Markets bullish on continuing uncertainty surrounding omicron

Markets bullish on continuing uncertainty surrounding omicron


LONDON: Is everyone buying the dip? Global equity markets have bounced back, recovering last week’s omicron-driven losses, as fears about the impact of the latest coronavirus variant on economic growth ease.

Oil prices joined the party after plunging last week on omicron fears. Gas prices also pushed higher though that is more linked to Washington’s warning of “nuclear” sanctions against Russia if it decides to invade Ukraine.

But whatever the markets are saying right now, it is clear the number of omicron cases is rising quickly and governments are worried enough to have imposed fresh restrictions on at least some — mostly leisure related — economic activity to combat the increase.

Financial markets have perhaps bullishly interpreted the WHO declaration that it is too early to determine whether omicron causes more serious illness, or whether it is immune to current vaccines.

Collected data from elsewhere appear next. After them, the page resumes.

//! Readers for the tabular inputs and the track file.

pub mod bed;
pub mod identity;
pub mod tracks;

use std::path::{Path, PathBuf};

use thiserror::Error;

/// A malformed row.
#[derive(Debug, Error, PartialEq)]
#[error("line {line}: {msg}")]
pub struct LineError {
    pub line: usize,
    pub msg: String,
}

impl LineError {
    fn new(line: usize, msg: impl Into<String>) -> Self {
        Self {
            line,
            msg: msg.into(),
        }
    }
}

#[derive(Debug, Error)]
pub enum ReadError {
    #[error("{}: file does not exist", path.display())]
    Missing { path: PathBuf },
    #[error("{}: {source}", path.display())]
    Io {
        path: PathBuf,
        #[source]
        source: std::io::Error,
    },
    #[error("{}: {source}", path.display())]
    Parse {
        path: PathBuf,
        #[source]
        source: LineError,
    },
}

/// Read a whole file, mapping a missing file to [`ReadError::Missing`].
pub fn read_text(path: &Path) -> Result<String, ReadError> {
    if !path.exists() {
        return Err(ReadError::Missing {
            path: path.to_path_buf(),
        });
    }
    std::fs::read_to_string(path).map_err(|source| ReadError::Io {
        path: path.to_path_buf(),
        source,
    })
}

/// Parse a file with one of the text parsers below.
fn read_with<T>(
    path: &Path,
    parse: impl FnOnce(&str) -> Result<T, LineError>,
) -> Result<T, ReadError> {
    let text = read_text(path)?;
    parse(&text).map_err(|source| ReadError::Parse {
        path: path.to_path_buf(),
        source,
    })
}

/// Tab-separated data rows with 1-based line numbers. Blank lines, `#`
/// comments and UCSC `track`/`browser` lines are skipped.
fn data_rows(text: &str) -> impl Iterator<Item = (usize, Vec<&str>)> {
    text.lines().enumerate().filter_map(|(i, line)| {
        let line = line.trim_end_matches('\r');
        let skip = line.trim().is_empty()
            || line.starts_with('#')
            || line.starts_with("track")
            || line.starts_with("browser");
        (!skip).then(|| (i + 1, line.split('\t').collect()))
    })
}

/// Whether the first row is a header: its coordinate column is not numeric.
fn is_header(fields: &[&str], coord_col: usize) -> bool {
    fields
        .get(coord_col)
        .is_some_and(|f| f.trim().parse::<i64>().is_err())
}

fn parse_coord(fields: &[&str], col: usize, line: usize, what: &str) -> Result<i64, LineError> {
    let field = fields
        .get(col)
        .ok_or_else(|| LineError::new(line, format!("missing {what} column")))?;
    field
        .trim()
        .parse()
        .map_err(|_| LineError::new(line, format!("invalid {what}: {field:?}")))
}

/// Start of a `name:START-END` contig, or 0.
pub fn contig_offset(name: &str) -> i64 {
    let Some((_, range)) = name.rsplit_once(':') else {
        return 0;
    };
    let Some((start, end)) = range.split_once('-') else {
        return 0;
    };
    match (start.parse::<i64>(), end.parse::<i64>()) {
        (Ok(start), Ok(_)) => start,
        _ => 0,
    }
}

/// First `chr` followed by digits, `X` or `Y` inside `name`.
pub fn short_chrom_name(name: &str) -> Option<String> {
    name.match_indices("chr").find_map(|(at, _)| {
        let rest = &name[at + 3..];
        let len = rest
            .bytes()
            .take_while(|b| b.is_ascii_digit() || *b == b'X' || *b == b'Y')
            .count();
        (len > 0).then(|| name[at..at + 3 + len].to_string())
    })
}
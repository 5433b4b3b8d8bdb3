//! Orientation blocks from same-strand runs.

use std::collections::HashMap;

use crate::interval::{Interval, merge_with};
use crate::model::{BedRecord, HorRecord, Strand, StrandBlock};

/// An oriented interval entering the merge.
#[derive(Debug, Clone, PartialEq)]
pub struct StrandSpan {
    pub chrom: String,
    pub start: i64,
    pub end: i64,
    pub strand: Strand,
}

impl From<&BedRecord> for StrandSpan {
    fn from(r: &BedRecord) -> Self {
        StrandSpan {
            chrom: r.chrom.clone(),
            start: r.start,
            end: r.end,
            strand: r.strand,
        }
    }
}

impl From<&HorRecord> for StrandSpan {
    fn from(h: &HorRecord) -> Self {
        StrandSpan::from(&h.record)
    }
}

/// `(units, unit_bp)` carried through a merge.
type UnitStats = (usize, i64);

type Row = (String, Strand, Interval<UnitStats>);

fn merge_grouped(rows: impl IntoIterator<Item = Row>, dst_merge: u32) -> Vec<StrandBlock> {
    let mut index: HashMap<(String, Strand), usize> = HashMap::new();
    let mut groups: Vec<((String, Strand), Vec<Interval<UnitStats>>)> = Vec::new();
    for (chrom, strand, iv) in rows {
        let key = (chrom, strand);
        let slot = match index.get(&key) {
            Some(slot) => *slot,
            None => {
                index.insert(key.clone(), groups.len());
                groups.push((key, Vec::new()));
                groups.len() - 1
            }
        };
        groups[slot].1.push(iv);
    }

    let mut blocks: Vec<StrandBlock> = Vec::new();
    for ((chrom, strand), intervals) in groups {
        let merged = merge_with(intervals, dst_merge, |acc, (units, bp)| {
            acc.0 += units;
            acc.1 += bp;
        });
        blocks.extend(merged.into_iter().map(|m| StrandBlock {
            chrom: chrom.clone(),
            start: m.start,
            end: m.end,
            strand,
            units: m.data.0,
            unit_bp: m.data.1,
        }));
    }
    blocks.sort_by_key(|b| b.start);
    blocks
}

/// Merge same-strand intervals lying within `2 * dst_merge` of each other.
///
/// Intervals are grouped by `(chrom, strand)`; the output is sorted by start.
pub fn merge_strand_runs<I>(spans: I, dst_merge: u32) -> Vec<StrandBlock>
where
    I: IntoIterator<Item = StrandSpan>,
{
    merge_grouped(
        spans.into_iter().map(|s| {
            let len = s.end - s.start;
            (s.chrom, s.strand, Interval::new(s.start, s.end, (1, len)))
        }),
        dst_merge,
    )
}

/// Thresholds for grouping orientation blocks into arrays.
#[derive(Debug, Clone, Copy, PartialEq)]
pub struct ArrayThresholds {
    pub merge_dst: u32,
    pub min_units: usize,
    pub min_len: i64,
    /// Minimum fraction of the array covered by repeat units.
    pub min_prop: f64,
}

impl ArrayThresholds {
    pub fn accepts(&self, block: &StrandBlock) -> bool {
        let len = block.len();
        let prop = if len > 0 {
            (block.unit_bp as f64 / len as f64).min(1.0)
        } else {
            0.0
        };
        block.units >= self.min_units && len >= self.min_len && prop >= self.min_prop
    }
}

/// Second-pass merge of orientation blocks into arrays.
///
/// Unit counts and covered length accumulate across merged blocks; a
/// candidate array failing any threshold is dropped.
pub fn merge_arrays(blocks: &[StrandBlock], thresholds: &ArrayThresholds) -> Vec<StrandBlock> {
    let candidates = merge_grouped(
        blocks.iter().map(|b| {
            (
                b.chrom.clone(),
                b.strand,
                Interval::new(b.start, b.end, (b.units, b.unit_bp)),
            )
        }),
        thresholds.merge_dst,
    );
    let total = candidates.len();
    let arrays: Vec<StrandBlock> = candidates
        .into_iter()
        .filter(|c| thresholds.accepts(c))
        .collect();
    if arrays.len() < total {
        log::debug!(
            "dropped {} of {total} candidate arrays below thresholds",
            total - arrays.len()
        );
    }
    arrays
}

#[cfg(test)]
mod tests {
    use super::*;

    fn span(chrom: &str, start: i64, end: i64, strand: Strand) -> StrandSpan {
        StrandSpan {
            chrom: chrom.into(),
            start,
            end,
            strand,
        }
    }

    fn coords(blocks: &[StrandBlock]) -> Vec<(i64, i64, Strand)> {
        blocks.iter().map(|b| (b.start, b.end, b.strand)).collect()
    }

    #[test]
    fn merges_per_strand_and_sorts_by_start() {
        let spans = vec![
            span("c", 1_000, 1_170, Strand::Reverse),
            span("c", 0, 170, Strand::Forward),
            span("c", 200, 370, Strand::Forward),
            span("c", 1_200, 1_370, Strand::Reverse),
            span("c", 50_000, 50_170, Strand::Forward),
        ];
        let blocks = merge_strand_runs(spans, 100);
        assert_eq!(
            coords(&blocks),
            vec![
                (0, 370, Strand::Forward),
                (1_000, 1_370, Strand::Reverse),
                (50_000, 50_170, Strand::Forward),
            ]
        );
        assert_eq!(blocks[0].units, 2);
        assert_eq!(blocks[0].unit_bp, 340);
    }

    #[test]
    fn contigs_never_merge() {
        let spans = vec![span("a", 0, 100, Strand::Forward), span("b", 50, 150, Strand::Forward)];
        assert_eq!(merge_strand_runs(spans, 1_000).len(), 2);
    }

    #[test]
    fn merge_is_idempotent() {
        let spans = vec![
            span("c", 0, 170, Strand::Forward),
            span("c", 300, 470, Strand::Forward),
            span("c", 400_000, 400_170, Strand::Reverse),
        ];
        let once = merge_strand_runs(spans, 100_000);
        let again = merge_strand_runs(
            once.iter().map(|b| span(&b.chrom, b.start, b.end, b.strand)),
            100_000,
        );
        assert_eq!(coords(&once), coords(&again));
    }

    #[test]
    fn arrays_respect_thresholds() {
        let forward: Vec<StrandSpan> = (0..12)
            .map(|i| span("c", i * 3_000, i * 3_000 + 2_900, Strand::Forward))
            .collect();
        let blocks = merge_strand_runs(
            forward
                .into_iter()
                .chain([span("c", 200_000, 201_000, Strand::Forward)]),
            0,
        );
        assert_eq!(blocks.len(), 13);

        let thresholds = ArrayThresholds {
            merge_dst: 8_000,
            min_units: 10,
            min_len: 30_000,
            min_prop: 0.9,
        };
        let arrays = merge_arrays(&blocks, &thresholds);
        assert_eq!(arrays.len(), 1);
        assert_eq!((arrays[0].start, arrays[0].end), (0, 35_900));
        assert_eq!(arrays[0].units, 12);
    }
}
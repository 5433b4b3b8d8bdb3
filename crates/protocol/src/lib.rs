pub mod commands;
pub mod types;

pub use commands::{RenderCommand, TextAlign};
pub use types::{Color, ColorParseError, Point, Rect, Viewport};
//! Per-type settings records.
//!
//! Every record composes [`BaseSettings`]. Option maps coming from a track
//! file are checked against the record's known keys before deserializing,
//! so a misspelled key is an error rather than a silently ignored value.

use std::collections::BTreeMap;
use std::num::NonZeroU32;

use cenplot_protocol::Color;
use serde::{Deserialize, Serialize};
use serde_json::{Map, Value};
use thiserror::Error;

use super::data::HorMode;
use super::track::TrackType;
use crate::units::Unit;

#[derive(Debug, Error)]
pub enum OptionsError {
    #[error("unknown option(s) for {kind} track: {}", keys.join(", "))]
    UnknownKeys { kind: TrackType, keys: Vec<String> },
    #[error("invalid options for {kind} track: {source}")]
    Invalid {
        kind: TrackType,
        source: serde_json::Error,
    },
}

/// Colors in option maps are `#rrggbb`, `r,g,b`, or a basic color name.
pub fn parse_color(s: &str) -> Option<Color> {
    match s.trim().to_ascii_lowercase().as_str() {
        "black" => Some(Color::BLACK),
        "white" => Some(Color::WHITE),
        "gray" | "grey" => Some(Color::GRAY),
        "red" => Some(Color::from_rgb8(0xff, 0x00, 0x00)),
        "green" => Some(Color::from_rgb8(0x00, 0x80, 0x00)),
        "blue" => Some(Color::from_rgb8(0x00, 0x00, 0xff)),
        other => Color::from_item_rgb(other).ok(),
    }
}

mod color_opt {
    use cenplot_protocol::Color;
    use serde::{Deserialize, Deserializer, Serializer, de::Error};

    pub fn serialize<S: Serializer>(color: &Option<Color>, s: S) -> Result<S::Ok, S::Error> {
        match color {
            Some(c) => s.serialize_some(&c.to_hex()),
            None => s.serialize_none(),
        }
    }

    pub fn deserialize<'de, D: Deserializer<'de>>(d: D) -> Result<Option<Color>, D::Error> {
        let raw: Option<String> = Option::deserialize(d)?;
        raw.map(|s| {
            super::parse_color(&s).ok_or_else(|| D::Error::custom(format!("invalid color: {s}")))
        })
        .transpose()
    }
}

/// Fields shared by every track type.
#[derive(Debug, Clone, PartialEq, Serialize, Deserialize)]
#[serde(default)]
pub struct BaseSettings {
    pub legend: bool,
    /// Legend title; `{chrom}` is substituted.
    pub legend_title: Option<String>,
    pub legend_title_only: bool,
    pub legend_ncols: Option<usize>,
    pub fontsize: f64,
    pub title_fontsize: f64,
    pub legend_fontsize: f64,
    pub hide_x: bool,
    /// Ruler unit; picked from the x-axis span when unset.
    pub units_x: Option<Unit>,
}

impl BaseSettings {
    pub const KEYS: &'static [&'static str] = &[
        "legend",
        "legend_title",
        "legend_title_only",
        "legend_ncols",
        "fontsize",
        "title_fontsize",
        "legend_fontsize",
        "hide_x",
        "units_x",
    ];

    pub const DEFAULT_LEGEND_COLUMNS: usize = 3;

    pub fn legend_columns(&self) -> usize {
        self.legend_ncols
            .filter(|n| *n > 0)
            .unwrap_or(Self::DEFAULT_LEGEND_COLUMNS)
    }
}

impl Default for BaseSettings {
    fn default() -> Self {
        Self {
            legend: true,
            legend_title: None,
            legend_title_only: false,
            legend_ncols: None,
            fontsize: 10.0,
            title_fontsize: 12.0,
            legend_fontsize: 10.0,
            hide_x: true,
            units_x: None,
        }
    }
}

#[derive(Debug, Clone, Copy, PartialEq, Eq, Default, Serialize, Deserialize)]
#[serde(rename_all = "lowercase")]
pub enum SortOrder {
    Ascending,
    #[default]
    Descending,
}

/// Monomer length in base pairs.
pub const DEFAULT_MER_SIZE: NonZeroU32 = match NonZeroU32::new(170) {
    Some(n) => n,
    None => NonZeroU32::MIN,
};

/// Legacy per-chromosome minimum monomer counts applied in visualization mode.
pub fn default_chrom_min_mer() -> BTreeMap<String, u32> {
    [("chr10", 5), ("chr20", 5), ("chrY", 30), ("chr17", 4)]
        .into_iter()
        .map(|(k, v)| (k.to_string(), v))
        .collect()
}

/// HOR and HORSplit.
#[derive(Debug, Clone, PartialEq, Serialize, Deserialize)]
#[serde(default)]
pub struct HorSettings {
    #[serde(flatten)]
    pub base: BaseSettings,
    pub sort_order: SortOrder,
    pub mode: HorMode,
    pub live_only: bool,
    pub mer_size: NonZeroU32,
    pub mer_filter: u32,
    pub use_item_rgb: bool,
    pub split_prop: bool,
    pub visualization: bool,
    pub chrom_min_mer: BTreeMap<String, u32>,
    pub border: bool,
}

impl HorSettings {
    const KEYS: &'static [&'static str] = &[
        "sort_order",
        "mode",
        "live_only",
        "mer_size",
        "mer_filter",
        "use_item_rgb",
        "split_prop",
        "visualization",
        "chrom_min_mer",
        "border",
    ];
}
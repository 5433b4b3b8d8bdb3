use serde::{Deserialize, Deserializer, Serialize};

#[derive(Debug, Clone, Copy, PartialEq, Eq, Hash, Serialize, Deserialize)]
#[serde(rename_all = "lowercase")]
pub enum OutputFormat {
    Svg,
    Json,
}

impl OutputFormat {
    pub fn extension(self) -> &'static str {
        match self {
            OutputFormat::Svg => "svg",
            OutputFormat::Json => "json",
        }
    }
}

#[derive(Debug, Clone, Copy, PartialEq, Eq, Default, Serialize, Deserialize)]
#[serde(rename_all = "lowercase")]
pub enum LegendPosition {
    Left,
    #[default]
    Right,
}

/// Figure-level settings.
#[derive(Debug, Clone, PartialEq, Serialize, Deserialize)]
#[serde(default, deny_unknown_fields)]
pub struct PlotSettings {
    /// Figure title; `{chrom}` is substituted.
    pub title: Option<String>,
    #[serde(deserialize_with = "one_or_many")]
    pub format: Vec<OutputFormat>,
    pub transparent: bool,
    /// Width and height in inches.
    pub dim: (f64, f64),
    pub dpi: f64,
    pub legend_pos: LegendPosition,
    /// Fraction of the figure width given to the legend column.
    pub legend_prop: f64,
    /// Vertical gap between panel rows, in inches.
    pub axis_h_pad: f64,
    /// Explicit x-axis bounds shared by every track.
    #[serde(alias = "shared_xlim")]
    pub xlim: Option<(f64, f64)>,
    pub title_fontsize: f64,
}

impl Default for PlotSettings {
    fn default() -> Self {
        Self {
            title: None,
            format: vec![OutputFormat::Svg],
            transparent: true,
            dim: (20.0, 12.0),
            dpi: 600.0,
            legend_pos: LegendPosition::Right,
            legend_prop: 0.2,
            axis_h_pad: 0.2,
            xlim: None,
            title_fontsize: 16.0,
        }
    }
}

impl PlotSettings {
    /// Canvas size in pixels.
    pub fn canvas_px(&self) -> (f64, f64) {
        (self.dim.0 * self.dpi, self.dim.1 * self.dpi)
    }

    /// Pixels per typographic point.
    pub fn px_per_pt(&self) -> f64 {
        self.dpi / 72.0
    }
}

fn one_or_many<'de, D: Deserializer<'de>>(d: D) -> Result<Vec<OutputFormat>, D::Error> {
    #[derive(Deserialize)]
    #[serde(untagged)]
    enum OneOrMany {
        One(OutputFormat),
        Many(Vec<OutputFormat>),
    }
    Ok(match OneOrMany::deserialize(d)? {
        OneOrMany::One(f) => vec![f],
        OneOrMany::Many(v) => v,
    })
}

The WHO also pointed out that no one has so far died with the variant despite its existence in 38 countries.

Against that, a study from South Africa, published on Friday, found omicron is 2.4 times more likely than previous variants to reinfect someone who has already had COVID-19. Jeremy Farrar, director of the medical research group Wellcome Trust, commented recently that the “variant reminds us all that we remain closer to the start of the pandemic than the end.”

This is why, unlike financial markets, governments are currently hedging their bets.

Speaking last week, US Treasury Secretary Janet Yellen, warned the variant could slow global economic growth by exacerbating existing pandemic induced supply chain problems and choking consumer demand.

Her view was echoed by International Monetary Fund chief Kristalina Georgieva.

Further disruption to supply chains will intensify existing record inflationary pressures in the global economy amid the still tentative vaccine induced recovery.

Thus, along with the risk omicron poses, there are concerns about central bank tightening, primarily from the US Federal Reserve.

Mark Haefele at UBS Global Wealth Management is optimistic about growth but cautioned: “We see two bear cases: First, that omicron has sufficiently severe symptoms and transmissibility that governments turn to lockdowns to control the outbreak. The second bear case is that government restrictions delay a normalization of supply chains and drive fears of stagflation and monetary tightening.”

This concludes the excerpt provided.